DATA RECORDS:
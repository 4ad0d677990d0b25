//! Order lifecycle: creation at checkout, admin status changes, and the
//! payment-confirmation auto-advance.

use chrono::{DateTime, Utc};

use crate::error::{CoreError, CoreResult};
use crate::lifecycle::TransitionPolicy;
use crate::types::{NewOrder, Order, OrderStatus, PaymentStatus};

/// Builds the order record for a checkout submission.
///
/// Status starts `pending`; payment status depends on the method
/// (e-transfers wait for confirmation). The total is taken as submitted.
pub fn place_order(new: NewOrder, id: String, now: DateTime<Utc>) -> Order {
    Order {
        id,
        user_id: new.user_id,
        user_name: new.user_name,
        user_email: new.user_email,
        items: new.items,
        payment_method: new.payment_method,
        total_amount: new.total_amount,
        status: OrderStatus::Pending,
        payment_status: new.payment_method.initial_payment_status(),
        created_at: now,
        updated_at: now,
    }
}

/// Strict transition table: one step forward, or cancel before delivery.
pub fn is_allowed(from: OrderStatus, to: OrderStatus) -> bool {
    use OrderStatus::*;

    if from == to {
        return true;
    }
    matches!(
        (from, to),
        (Pending, Confirmed)
            | (Confirmed, Preparing)
            | (Preparing, Shipped)
            | (Shipped, Delivered)
            | (Pending | Confirmed | Preparing | Shipped, Cancelled)
    )
}

/// Sets the fulfilment status.
///
/// Under [`TransitionPolicy::Permissive`] any status may follow any other.
pub fn apply_status(
    order: &mut Order,
    status: OrderStatus,
    policy: TransitionPolicy,
    now: DateTime<Utc>,
) -> CoreResult<()> {
    if policy == TransitionPolicy::Strict && !is_allowed(order.status, status) {
        return Err(CoreError::InvalidOrderTransition {
            order_id: order.id.clone(),
            from: order.status.to_string(),
            to: status.to_string(),
        });
    }

    order.status = status;
    order.updated_at = now;
    Ok(())
}

/// Sets the payment status.
///
/// Confirming payment on an order that is still `pending` also moves it to
/// `confirmed`. That is the only change one axis makes to the other.
pub fn apply_payment_status(order: &mut Order, payment_status: PaymentStatus, now: DateTime<Utc>) {
    order.payment_status = payment_status;
    if payment_status == PaymentStatus::Confirmed && order.status == OrderStatus::Pending {
        order.status = OrderStatus::Confirmed;
    }
    order.updated_at = now;
}

#[cfg(test)]
mod tests {
    use super::*;
    use crate::money::Money;
    use crate::types::{LineItem, PaymentMethod};
    use chrono::{Duration, TimeZone};

    fn checkout(method: PaymentMethod) -> NewOrder {
        NewOrder {
            user_id: "u1".to_string(),
            user_name: "Bilal".to_string(),
            user_email: "bilal@example.com".to_string(),
            items: vec![LineItem {
                product_id: "beans-1kg".to_string(),
                name: "Karachi Roast 1kg".to_string(),
                image: Some("/images/karachi.jpg".to_string()),
                unit_price: Money::from_cents(2899),
                quantity: 1,
            }],
            payment_method: method,
            total_amount: Money::from_cents(2899),
        }
    }

    fn now() -> DateTime<Utc> {
        Utc.with_ymd_and_hms(2026, 10, 19, 14, 30, 0).unwrap()
    }

    #[test]
    fn test_etransfer_order_awaits_confirmation() {
        let order = place_order(checkout(PaymentMethod::Etransfer), "o1".to_string(), now());
        assert_eq!(order.status, OrderStatus::Pending);
        assert_eq!(order.payment_status, PaymentStatus::AwaitingConfirmation);
        assert_eq!(order.created_at, order.updated_at);
    }

    #[test]
    fn test_confirming_payment_advances_pending_order() {
        let mut order = place_order(checkout(PaymentMethod::Etransfer), "o1".to_string(), now());
        let later = now() + Duration::hours(3);

        apply_payment_status(&mut order, PaymentStatus::Confirmed, later);

        assert_eq!(order.status, OrderStatus::Confirmed);
        assert_eq!(order.payment_status, PaymentStatus::Confirmed);
        assert_eq!(order.updated_at, later);
    }

    #[test]
    fn test_confirming_payment_leaves_later_status_alone() {
        let mut order = place_order(checkout(PaymentMethod::Paypal), "o1".to_string(), now());
        order.status = OrderStatus::Shipped;

        apply_payment_status(&mut order, PaymentStatus::Confirmed, now());
        assert_eq!(order.status, OrderStatus::Shipped);

        apply_payment_status(&mut order, PaymentStatus::Failed, now());
        assert_eq!(order.status, OrderStatus::Shipped);
    }

    #[test]
    fn test_permissive_allows_any_jump() {
        let mut order = place_order(checkout(PaymentMethod::Paypal), "o1".to_string(), now());

        apply_status(&mut order, OrderStatus::Delivered, TransitionPolicy::Permissive, now()).unwrap();
        assert_eq!(order.status, OrderStatus::Delivered);

        apply_status(&mut order, OrderStatus::Pending, TransitionPolicy::Permissive, now()).unwrap();
        assert_eq!(order.status, OrderStatus::Pending);
    }

    #[test]
    fn test_strict_rejects_skips_and_reopening() {
        let mut order = place_order(checkout(PaymentMethod::Paypal), "o1".to_string(), now());

        let err = apply_status(&mut order, OrderStatus::Delivered, TransitionPolicy::Strict, now())
            .unwrap_err();
        assert!(matches!(err, CoreError::InvalidOrderTransition { .. }));
        assert_eq!(order.status, OrderStatus::Pending);

        apply_status(&mut order, OrderStatus::Cancelled, TransitionPolicy::Strict, now()).unwrap();
        assert!(apply_status(&mut order, OrderStatus::Pending, TransitionPolicy::Strict, now()).is_err());
    }

    #[test]
    fn test_strict_table() {
        assert!(is_allowed(OrderStatus::Pending, OrderStatus::Confirmed));
        assert!(is_allowed(OrderStatus::Shipped, OrderStatus::Delivered));
        assert!(is_allowed(OrderStatus::Preparing, OrderStatus::Cancelled));
        assert!(is_allowed(OrderStatus::Delivered, OrderStatus::Delivered));
        assert!(!is_allowed(OrderStatus::Delivered, OrderStatus::Cancelled));
        assert!(!is_allowed(OrderStatus::Confirmed, OrderStatus::Pending));
    }
}
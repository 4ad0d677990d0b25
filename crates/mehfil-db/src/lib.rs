//! # mehfil-db: Persistence Layer for Cafe Mehfil
//!
//! Stores the storefront's three collections (orders, subscriptions,
//! users) and exposes typed repositories over them.
//!
//! ## Architecture Position
//! ```text
//! ┌─────────────────────────────────────────────────────────────────────────┐
//! │                        Cafe Mehfil Data Flow                            │
//! │                                                                         │
//! │  Console command (order-status o-17 shipped)                           │
//! │       │                                                                 │
//! │       ▼                                                                 │
//! │  ┌─────────────────────────────────────────────────────────────────┐   │
//! │  │                     mehfil-db (THIS CRATE)                      │   │
//! │  │                                                                 │   │
//! │  │   ┌───────────────┐    ┌───────────────┐    ┌──────────────┐  │   │
//! │  │   │ Repositories  │    │  RecordStore  │    │  Migrations  │  │   │
//! │  │   │               │    │               │    │  (embedded)  │  │   │
//! │  │   │ OrderRepo     │───►│ Database      │    │              │  │   │
//! │  │   │ Subscription  │    │ (SQLite)      │    │ 001_record_  │  │   │
//! │  │   │ UserRepo      │    │ MemoryStore   │    │ collections  │  │   │
//! │  │   └───────────────┘    └───────────────┘    └──────────────┘  │   │
//! │  │          │                                                      │   │
//! │  │          ▼                                                      │   │
//! │  │   mehfil-core lifecycle rules (pure)                            │   │
//! │  └─────────────────────────────────────────────────────────────────┘   │
//! │       │                                                                 │
//! │       ▼                                                                 │
//! │  ┌─────────────────────────────────────────────────────────────────┐   │
//! │  │  SQLite: one row per collection, payload = JSON array          │   │
//! │  └─────────────────────────────────────────────────────────────────┘   │
//! └─────────────────────────────────────────────────────────────────────────┘
//! ```
//!
//! ## Module Organization
//!
//! - [`store`] - The collection key-value contract and an in-memory store
//! - [`pool`] - SQLite connection pool and the SQLite-backed store
//! - [`migrations`] - Embedded database migrations
//! - [`repository`] - Orders, subscriptions, users
//! - [`password`] - argon2 hashing for account passwords
//! - [`error`] - Database error types
//!
//! ## Usage
//!
//! ```rust,ignore
//! use mehfil_db::{Database, DbConfig};
//!
//! let db = Database::new(DbConfig::new("mehfil.db")).await?;
//! let repos = db.repositories();
//!
//! let due = repos.subscriptions().list_due().await?;
//! ```

// =============================================================================
// Module Declarations
// =============================================================================

pub mod error;
pub mod migrations;
pub mod password;
pub mod pool;
pub mod repository;
pub mod store;

// =============================================================================
// Re-exports
// =============================================================================

pub use error::{DbError, DbResult};
pub use pool::{Database, DbConfig};
pub use store::{Collection, MemoryStore, RecordStore};

// Repository re-exports for convenience
pub use repository::{OrderRepository, Repositories, SubscriptionRepository, UserRepository};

BRIEF: Track down every line of the material containing the string "CoreError", and copy it.

ANSWER:
use crate::error::{CoreError, CoreResult};
        return Err(CoreError::InvalidOrderTransition {
        assert!(matches!(err, CoreError::InvalidOrderTransition { .. }));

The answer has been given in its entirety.